The line containing "use crate::savings::SavingsEstimator;" marks the end, so write out exactly every line from the top of the entries below through that one.
+-------+
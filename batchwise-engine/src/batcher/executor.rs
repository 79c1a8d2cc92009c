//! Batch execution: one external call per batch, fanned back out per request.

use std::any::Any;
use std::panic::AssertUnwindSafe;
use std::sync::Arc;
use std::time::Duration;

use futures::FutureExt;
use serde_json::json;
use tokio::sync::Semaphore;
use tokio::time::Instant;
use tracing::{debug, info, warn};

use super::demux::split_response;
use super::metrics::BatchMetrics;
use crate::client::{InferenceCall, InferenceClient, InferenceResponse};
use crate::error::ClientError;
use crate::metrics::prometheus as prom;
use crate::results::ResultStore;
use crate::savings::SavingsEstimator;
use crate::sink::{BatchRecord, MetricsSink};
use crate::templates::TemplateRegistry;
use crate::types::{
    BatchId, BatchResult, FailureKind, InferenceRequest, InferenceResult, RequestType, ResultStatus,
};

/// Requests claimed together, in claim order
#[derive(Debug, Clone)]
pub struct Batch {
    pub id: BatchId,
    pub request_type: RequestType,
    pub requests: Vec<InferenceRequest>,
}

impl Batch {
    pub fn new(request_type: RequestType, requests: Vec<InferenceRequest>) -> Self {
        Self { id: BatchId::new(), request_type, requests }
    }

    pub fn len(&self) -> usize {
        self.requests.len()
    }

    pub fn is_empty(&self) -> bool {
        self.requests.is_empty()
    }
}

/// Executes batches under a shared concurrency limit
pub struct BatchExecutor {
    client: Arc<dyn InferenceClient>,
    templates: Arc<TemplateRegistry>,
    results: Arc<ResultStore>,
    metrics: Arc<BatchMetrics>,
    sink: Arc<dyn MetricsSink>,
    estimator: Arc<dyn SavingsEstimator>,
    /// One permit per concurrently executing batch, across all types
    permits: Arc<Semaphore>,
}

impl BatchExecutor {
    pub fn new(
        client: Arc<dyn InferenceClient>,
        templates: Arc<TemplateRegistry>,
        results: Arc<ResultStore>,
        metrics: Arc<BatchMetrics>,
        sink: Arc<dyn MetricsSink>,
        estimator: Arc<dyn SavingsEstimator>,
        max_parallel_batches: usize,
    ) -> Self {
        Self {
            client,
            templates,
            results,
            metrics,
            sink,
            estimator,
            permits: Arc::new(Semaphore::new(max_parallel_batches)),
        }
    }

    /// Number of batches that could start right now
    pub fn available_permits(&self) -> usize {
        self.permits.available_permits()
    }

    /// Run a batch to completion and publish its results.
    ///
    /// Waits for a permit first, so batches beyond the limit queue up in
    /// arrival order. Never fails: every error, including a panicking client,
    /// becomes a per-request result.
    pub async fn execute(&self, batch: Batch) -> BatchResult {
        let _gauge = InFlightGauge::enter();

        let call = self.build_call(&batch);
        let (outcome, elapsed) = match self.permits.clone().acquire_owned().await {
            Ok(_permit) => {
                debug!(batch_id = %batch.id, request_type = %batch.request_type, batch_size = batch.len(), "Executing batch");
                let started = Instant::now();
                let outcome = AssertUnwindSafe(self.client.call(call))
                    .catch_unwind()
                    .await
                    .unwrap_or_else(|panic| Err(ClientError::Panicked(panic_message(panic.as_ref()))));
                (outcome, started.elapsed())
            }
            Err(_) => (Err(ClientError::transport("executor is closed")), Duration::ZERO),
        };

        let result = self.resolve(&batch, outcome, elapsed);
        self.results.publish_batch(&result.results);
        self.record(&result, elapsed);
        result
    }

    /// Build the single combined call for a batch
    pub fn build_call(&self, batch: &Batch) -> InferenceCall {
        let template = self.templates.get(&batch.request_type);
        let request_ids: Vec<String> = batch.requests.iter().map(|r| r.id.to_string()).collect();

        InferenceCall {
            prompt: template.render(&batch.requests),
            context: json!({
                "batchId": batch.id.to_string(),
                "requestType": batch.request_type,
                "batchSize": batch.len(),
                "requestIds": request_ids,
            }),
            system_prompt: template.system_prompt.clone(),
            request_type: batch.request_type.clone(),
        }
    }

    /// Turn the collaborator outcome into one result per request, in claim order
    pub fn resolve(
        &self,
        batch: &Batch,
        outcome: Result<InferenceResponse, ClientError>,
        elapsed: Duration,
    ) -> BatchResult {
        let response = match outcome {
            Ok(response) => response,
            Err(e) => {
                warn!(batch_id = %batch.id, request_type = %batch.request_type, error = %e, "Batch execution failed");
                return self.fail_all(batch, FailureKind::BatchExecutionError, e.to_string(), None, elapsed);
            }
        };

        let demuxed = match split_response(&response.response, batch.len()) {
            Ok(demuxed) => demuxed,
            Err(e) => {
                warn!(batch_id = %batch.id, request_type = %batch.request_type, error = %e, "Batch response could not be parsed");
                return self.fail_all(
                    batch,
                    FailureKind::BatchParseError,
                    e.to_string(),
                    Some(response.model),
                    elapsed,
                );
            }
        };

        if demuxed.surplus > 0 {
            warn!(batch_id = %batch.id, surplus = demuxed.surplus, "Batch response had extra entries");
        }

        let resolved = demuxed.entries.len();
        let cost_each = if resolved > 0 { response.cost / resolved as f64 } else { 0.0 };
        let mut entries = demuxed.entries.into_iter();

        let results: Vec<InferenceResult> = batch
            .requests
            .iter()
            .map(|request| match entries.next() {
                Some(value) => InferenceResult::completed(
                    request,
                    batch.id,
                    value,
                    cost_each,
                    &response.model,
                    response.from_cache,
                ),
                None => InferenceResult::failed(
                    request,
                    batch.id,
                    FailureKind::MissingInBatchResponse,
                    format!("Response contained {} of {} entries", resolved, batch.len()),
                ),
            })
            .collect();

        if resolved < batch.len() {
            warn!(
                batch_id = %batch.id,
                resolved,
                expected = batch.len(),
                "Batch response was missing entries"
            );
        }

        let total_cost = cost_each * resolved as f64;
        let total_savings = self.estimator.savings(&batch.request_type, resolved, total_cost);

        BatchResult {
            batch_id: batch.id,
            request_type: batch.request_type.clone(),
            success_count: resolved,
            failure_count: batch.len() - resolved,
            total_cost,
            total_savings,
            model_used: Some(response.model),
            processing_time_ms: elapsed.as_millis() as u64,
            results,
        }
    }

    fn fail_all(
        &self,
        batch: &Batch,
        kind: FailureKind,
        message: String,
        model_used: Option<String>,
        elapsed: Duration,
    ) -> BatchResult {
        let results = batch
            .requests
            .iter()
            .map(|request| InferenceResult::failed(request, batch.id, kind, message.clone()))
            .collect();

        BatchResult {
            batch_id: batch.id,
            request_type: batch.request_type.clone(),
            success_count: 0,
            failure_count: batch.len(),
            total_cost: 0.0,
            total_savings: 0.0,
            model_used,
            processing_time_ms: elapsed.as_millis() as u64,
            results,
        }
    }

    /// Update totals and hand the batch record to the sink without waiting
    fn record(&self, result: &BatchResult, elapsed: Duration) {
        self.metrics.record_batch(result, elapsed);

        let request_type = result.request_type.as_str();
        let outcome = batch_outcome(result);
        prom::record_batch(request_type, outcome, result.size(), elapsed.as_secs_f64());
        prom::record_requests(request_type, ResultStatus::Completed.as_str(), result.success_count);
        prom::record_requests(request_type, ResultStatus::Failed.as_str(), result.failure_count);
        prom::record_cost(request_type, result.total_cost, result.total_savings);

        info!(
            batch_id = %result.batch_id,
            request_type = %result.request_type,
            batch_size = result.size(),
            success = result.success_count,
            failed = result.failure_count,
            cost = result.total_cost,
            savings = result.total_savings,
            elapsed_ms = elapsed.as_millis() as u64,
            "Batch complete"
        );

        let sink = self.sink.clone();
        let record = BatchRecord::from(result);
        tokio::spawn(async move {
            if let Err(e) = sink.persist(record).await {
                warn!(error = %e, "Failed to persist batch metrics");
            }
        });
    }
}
+-------+
- ANSWER TO THIS EXERCISE:
filename batchwise-engine/src/batcher/executor.rs
repository 79c1a8d2cc92009c
//! Batch execution: one external call per batch, fanned back out per request.

use std::any::Any;
use std::panic::AssertUnwindSafe;
use std::sync::Arc;
use std::time::Duration;

use futures::FutureExt;
use serde_json::json;
use tokio::sync::Semaphore;
use tokio::time::Instant;
use tracing::{debug, info, warn};

use super::demux::split_response;
use super::metrics::BatchMetrics;
use crate::client::{InferenceCall, InferenceClient, InferenceResponse};
use crate::error::ClientError;
use crate::metrics::prometheus as prom;
use crate::results::ResultStore;
use crate::savings::SavingsEstimator;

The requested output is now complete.